Early on 29 September, French forces and helicopters backed by US C-130 transport planes and Hummers armed with .50 caliber machineguns evacuated 320 church and aid workers and other (mostly Western) foreigners from Korhogo. The operation was placed under French command and began at dawn, although the escort forces' arrival startled the rebels at Korhogo airport. Shots fired during the French helicopters' approach were met with 7.62 mm machine gun suppression fire, which caused the mutineers to run away. Spokesman Lieutenant Colonel Ange-Antoine Leccia described the event as "a minor accident". 

Leaders from the 15-nation Economic Community of West African States (ECOWAS) met in Ghana the same day, ending their meeting with a pledge by the West African leaders to mediate between the government and the rebels. If these negotiations failed to end the conflict, the leaders agreed to dispatch a regional military force. On the night of the 28th, the French had promised logistical help but no troops for direct action.

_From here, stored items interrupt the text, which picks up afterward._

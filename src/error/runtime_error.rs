#[derive(Debug, Clone, PartialEq, Eq)]
/// Represents all errors that can occur during evaluation and runtime.
pub enum RuntimeError {
    /// Tried to read a name that is bound in no live scope.
    UnknownVariable {
        /// The name of the variable.
        name: String,
        /// The source line where the error occurred.
        line: usize,
    },
    /// Called a name that is bound in no live scope.
    UnknownFunction {
        /// The name of the function.
        name: String,
        /// The source line where the error occurred.
        line: usize,
    },
    /// The operand types do not support the operator.
    TypeError {
        /// Details about the type mismatch.
        details: String,
        /// The source line where the error occurred.
        line:    usize,
    },
    /// Attempted division by zero.
    DivisionByZero {
        /// The source line where the error occurred.
        line: usize,
    },
    /// The call target is neither a user function nor a builtin.
    NotCallable {
        /// The type name of the value that was called.
        type_name: &'static str,
        /// The source line where the error occurred.
        line:      usize,
    },
    /// A builtin received a number of arguments outside its arity.
    ArgumentCountMismatch {
        /// Name of the called function.
        name:     String,
        /// The number of parameters.
        expected: usize,
        /// The number of arguments supplied.
        found:    usize,
        /// The source line where the error occurred.
        line:     usize,
    },
    /// Integer `+`, `-` or `*` overflowed, or a string repeat was too large.
    Overflow {
        /// The source line where the error occurred.
        line: usize,
    },
    /// A `return` was executed outside any function body.
    ReturnOutsideFunction {
        /// The source line where the error occurred.
        line: usize,
    },
    /// Calls nested deeper than the interpreter allows.
    RecursionLimit {
        /// The maximum call depth.
        limit: usize,
        /// The source line where the error occurred.
        line:  usize,
    },
    /// An expression tree is nested deeper than the evaluator allows.
    NestingTooDeep {
        /// The maximum expression depth.
        limit: usize,
        /// The line of the expression that exceeded it.
        line:  usize,
    },
    /// Writing program output failed.
    Output {
        /// The underlying I/O error message.
        details: String,
        /// The source line where the error occurred.
        line:    usize,
    },
}

impl RuntimeError {
    /// The 1-based source line of the error.
    #[must_use]
    pub const fn line(&self) -> usize {
        match self {
            Self::UnknownVariable { line, .. }
            | Self::UnknownFunction { line, .. }
            | Self::TypeError { line, .. }
            | Self::DivisionByZero { line }
            | Self::NotCallable { line, .. }
            | Self::ArgumentCountMismatch { line, .. }
            | Self::Overflow { line }
            | Self::ReturnOutsideFunction { line }
            | Self::RecursionLimit { line, .. }
            | Self::NestingTooDeep { line, .. }
            | Self::Output { line, .. } => *line,
        }
    }
}

impl std::fmt::Display for RuntimeError {
    fn fmt(&self, f: &mut std::fmt::Formatter<'_>) -> std::fmt::Result {
        match self {
            Self::UnknownVariable { name, line } => {
                write!(f, "Error on line {line}: Name '{name}' is not defined.")
            },
            Self::UnknownFunction { name, line } => {
                write!(f, "Error on line {line}: Function '{name}' is not defined.")
            },
            Self::TypeError { details, line } => {
                write!(f, "Error on line {line}: Type error: {details}.")
            },
            Self::DivisionByZero { line } => write!(f, "Error on line {line}: Division by zero."),
            Self::NotCallable { type_name, line } => {
                write!(f, "Error on line {line}: Value of type '{type_name}' is not callable.")
            },
            Self::ArgumentCountMismatch { name,
                                          expected,
                                          found,
                                          line, } => write!(f,
                                                            "Error on line {line}: Function '{name}' takes {expected} argument(s) but {found} were given."),
            Self::Overflow { line } => write!(f,
                                              "Error on line {line}: Integer overflow while trying to compute result."),
            Self::ReturnOutsideFunction { line } => {
                write!(f, "Error on line {line}: 'return' outside function.")
            },
            Self::RecursionLimit { limit, line } => write!(f,
                                                           "Error on line {line}: Maximum call depth of {limit} exceeded."),
            Self::NestingTooDeep { limit, line } => {
                write!(f, "Error on line {line}: Expression nesting exceeds the limit of {limit}.")
            },
            Self::Output { details, line } => {
                write!(f, "Error on line {line}: Failed to write output: {details}.")
            },
        }
    }
}

impl std::error::Error for RuntimeError {}
#[derive(Debug, Clone, PartialEq, Eq)]
/// Represents errors reported by the scope checker.
pub enum ScopeError {
    /// An identifier is read but never declared in an enclosing scope.
    UndeclaredName {
        /// The undeclared name.
        name:   String,
        /// The source line of the read.
        line:   usize,
        /// The column of the read.
        column: usize,
    },
}

impl ScopeError {
    /// The 1-based source line of the error.
    #[must_use]
    pub const fn line(&self) -> usize {
        match self {
            Self::UndeclaredName { line, .. } => *line,
        }
    }

    /// The 1-based column of the error.
    #[must_use]
    pub const fn column(&self) -> usize {
        match self {
            Self::UndeclaredName { column, .. } => *column,
        }
    }
}

impl std::fmt::Display for ScopeError {
    fn fmt(&self, f: &mut std::fmt::Formatter<'_>) -> std::fmt::Result {
        match self {
            Self::UndeclaredName { name, line, .. } => {
                write!(f, "Error on line {line}: Use of undeclared name '{name}'.")
            },
        }
    }
}

impl std::error::Error for ScopeError {}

Yet the rebels remain a curious force, having no known overall leader and claiming to have no ties to any political group or foreign nation. At least some of them are from the Ivorian Army's 3rd Battalion. However, many sources describe them as "disciplined" and all government counterattacks to date appear to have failed. One rebel commander, Tuo Fozie, told the press that he would resist any ECOWAS intervention as an attempt to deprive the rebels of success: "If Ecomog comes here, there won't be peace for 20, 30, 40 years. There must be justice".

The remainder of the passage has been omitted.